My friend?Cameron Marlow?first introduced me to the idea that there’s a professional hierarchy of needs that looks something like Maslow’s hierarchy of needs.

Each level has some important parts to get right;

  1. Comp: Comp must be calibrated to be competitive to the market — you can’t say you hire the best people when you’re not paying the best. Comp also needs to be calibrated to stage and role; earlier stage folks should expect more equity and less cash, and variable como vs equity tradeoffs are important for sales.

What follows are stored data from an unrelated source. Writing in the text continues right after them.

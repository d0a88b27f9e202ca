// Copyright 2025 Dustin McAfee
//
// Licensed under the Apache License, Version 2.0 (the "License");
// you may not use this file except in compliance with the License.
// You may obtain a copy of the License at
//
//     http://www.apache.org/licenses/LICENSE-2.0
//
// Unless required by applicable law or agreed to in writing, software
// distributed under the License is distributed on an "AS IS" BASIS,
// WITHOUT WARRANTIES OR CONDITIONS OF ANY KIND, either express or implied.
// See the License for the specific language governing permissions and
// limitations under the License.

//! Packed (pixel-interleaved) encoders: RGB24 and the 4:2:2 YUV family.
//!
//! # RGB24
//!
//! Row-major, 3 bytes per pixel: `[R][G][B]`.
//!
//! # 4:2:2
//!
//! Row-major, each pair of pixels starting at an even x shares one 4-byte
//! macropixel holding two luma samples and one chroma pair:
//!
//! ```text
//! YUYV: [Y0][U][Y1][V]
//! UYVY: [U][Y0][V][Y1]
//! YVYU: [Y0][V][Y1][U]
//! ```
//!
//! Each luma sample takes the colour of its own pixel. With
//! [`ChromaSiting::Reference`] the chroma pair takes the colour of the
//! trailing pixel `x + 1`, so a shape edge that splits a macropixel keeps the
//! left luma but the right chroma. With [`ChromaSiting::Leading`] the even
//! pixel decides all four bytes, which is what the legacy Python generator
//! writes.
//!
//! A row is `2 * W` bytes. When W is odd the last macropixel is cut to its
//! first two bytes and its chroma comes from the one pixel present.

use bytes::BytesMut;

use crate::color::average_chroma;
use crate::{Canvas, ChromaSiting, ColorTable, FormatEncoder, PixelFormat, Region, Scene};

/// Writes the RGB triplet of each covered pixel.
#[derive(Debug, Clone, Copy, Default)]
pub struct Rgb24Encoding;

impl FormatEncoder for Rgb24Encoding {
    fn format(&self) -> PixelFormat {
        PixelFormat::Rgb24
    }

    fn rasterize(&self, buf: &mut BytesMut, canvas: &Canvas, scene: &Scene, _siting: ChromaSiting) {
        let Some(area) = scene.coverage(canvas) else {
            return;
        };
        let width = canvas.width();

        for y in area.y0..area.y1 {
            for x in area.x0..area.x1 {
                let region = scene.region_at(x, y);
                if region == Region::Background {
                    continue;
                }
                let idx = (y * width + x) * 3;
                buf[idx..idx + 3].copy_from_slice(&ColorTable::rgb(region));
            }
        }
    }
}

/// One byte slot of a 4:2:2 macropixel.
#[derive(Debug, Clone, Copy, PartialEq, Eq)]
enum Sample {
    Y0,
    Y1,
    U,
    V,
}

/// 4:2:2 encoder; the three variants differ only in byte order.
#[derive(Debug, Clone, Copy, PartialEq, Eq)]
pub struct Packed422Encoding {
    format: PixelFormat,
    order: [Sample; 4],
}

impl Packed422Encoding {
    pub const YUYV: Self = Self {
        format: PixelFormat::Yuyv,
        order: [Sample::Y0, Sample::U, Sample::Y1, Sample::V],
    };
    pub const UYVY: Self = Self {
        format: PixelFormat::Uyvy,
        order: [Sample::U, Sample::Y0, Sample::V, Sample::Y1],
    };
    pub const YVYU: Self = Self {
        format: PixelFormat::Yvyu,
        order: [Sample::Y0, Sample::V, Sample::Y1, Sample::U],
    };

    /// `None` for formats that are not packed 4:2:2.
    #[must_use]
    pub const fn for_format(format: PixelFormat) -> Option<Self> {
        match format {
            PixelFormat::Yuyv => Some(Self::YUYV),
            PixelFormat::Uyvy => Some(Self::UYVY),
            PixelFormat::Yvyu => Some(Self::YVYU),
            PixelFormat::Rgb24 | PixelFormat::I420 => None,
        }
    }

    /// Lays out one macropixel in this variant's byte order.
    #[must_use]
    pub fn pack(&self, y0: u8, y1: u8, u: u8, v: u8) -> [u8; 4] {
        self.order.map(|sample| match sample {
            Sample::Y0 => y0,
            Sample::Y1 => y1,
            Sample::U => u,
            Sample::V => v,
        })
    }

    /// Bytes of the macropixel starting at even column `x`, or `None` when
    /// it stays background.
    fn macropixel(&self, scene: &Scene, width: usize, x: usize, y: usize, siting: ChromaSiting) -> Option<[u8; 4]> {
        let lead = scene.region_at(x, y);
        if siting == ChromaSiting::Leading {
            if lead == Region::Background {
                return None;
            }
            let c = ColorTable::yuv(self.format, lead);
            return Some(self.pack(c.y, c.y, c.u, c.v));
        }

        let trail = (x + 1 < width).then(|| scene.region_at(x + 1, y));
        if lead == Region::Background && trail.is_none_or(|r| r == Region::Background) {
            return None;
        }

        let lead = ColorTable::yuv(self.format, lead);
        let trail = trail.map(|r| ColorTable::yuv(self.format, r));
        let (u, v) = match (siting, trail) {
            (ChromaSiting::Average, Some(t)) => average_chroma(&[lead, t]).unwrap_or((t.u, t.v)),
            (_, Some(t)) => (t.u, t.v),
            (_, None) => (lead.u, lead.v),
        };
        let y1 = trail.map_or(lead.y, |t| t.y);
        Some(self.pack(lead.y, y1, u, v))
    }
}

impl FormatEncoder for Packed422Encoding {
    fn format(&self) -> PixelFormat {
        self.format
    }

    fn rasterize(&self, buf: &mut BytesMut, canvas: &Canvas, scene: &Scene, siting: ChromaSiting) {
        let Some(area) = scene.coverage(canvas) else {
            return;
        };
        let width = canvas.width();
        let row_bytes = width * 2;
        // Macropixels always start on an even column.
        let first = area.x0 & !1;

        for y in area.y0..area.y1 {
            for x in (first..area.x1).step_by(2) {
                let Some(macropixel) = self.macropixel(scene, width, x, y, siting) else {
                    continue;
                };
                let idx = y * row_bytes + x * 2;
                let n = (row_bytes - x * 2).min(4);
                buf[idx..idx + n].copy_from_slice(&macropixel[..n]);
            }
        }

        #[cfg(feature = "debug-logging")]
        log::debug!(
            "{}: rasterized {}x{} area at ({}, {})",
            self.format,
            area.x1 - area.x0,
            area.y1 - area.y0,
            area.x0,
            area.y0
        );
    }
}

  2. Stability and Resources: People need to have an honest sense of stability in their company, product and team. If there is too much existential risk, too much pivoting around and changing direction, or too much churn on the team, it’s just hard to focus and get things done. They also have to have the proper resources available to meet their goals or it’s demoralizing. Everyone likes to be pushed to do things they may not have thought they could do, but nobody likes to know they’re setup to fail in an impossible game. For example we can work extra hard but we can’t always figure out a way to do ten times the volume of work for a team out size. We can be extra creative but we can’t always generate tons of new customers without much budget for marketing and sales.
  3. Awesome Team: People need to have an emotional sense of community among their team, and this comes when the personal and professional aspects of the team are all healthy. We’re all capable, and any performance issues are being dealt with, so there’s no tension where we see some weaker members of the team that we might like as people but that we know are holding us back. We’re all excited to learn from each other because everyone is amazing and bringing something slightly different to the table. We don’t have toxic narcissists and assholes around causing chaos and making people feel bad. People work hard but don’t burn themselves out too badly — we have lives outside work.
  4. Winning: We all understand the company’s goals, the team’s goals, and our individual goals, and how we win at all levels. It’s important to never have a culture of esteem being defined in ways other than winning — if people are trained to derive internal status and recognition from things other than winning, then you’re just providing incentive to do things that aren’t focused on your goals. There are almost always optically pleasing things to do that are easier with shorter term payout than the often unglamorous things required in doing the primary work required to win.
  5. Personal Growth: Hiring hungry people with an ownership mindset means that everyone wants to grow and take on more responsibility. I take comp, stability, and team as givens — any good companies and managers need to do this well. This means that the most important way that great companies and managers differentiate are #1 winning, and #2 personal growth. So personal growth is the next highest priority for managers behind winning, and should therefore be the second most discussed topic in 1:1s. Managers are constantly helping their team find the work that jointly optimizes for winning and growing into new challenges.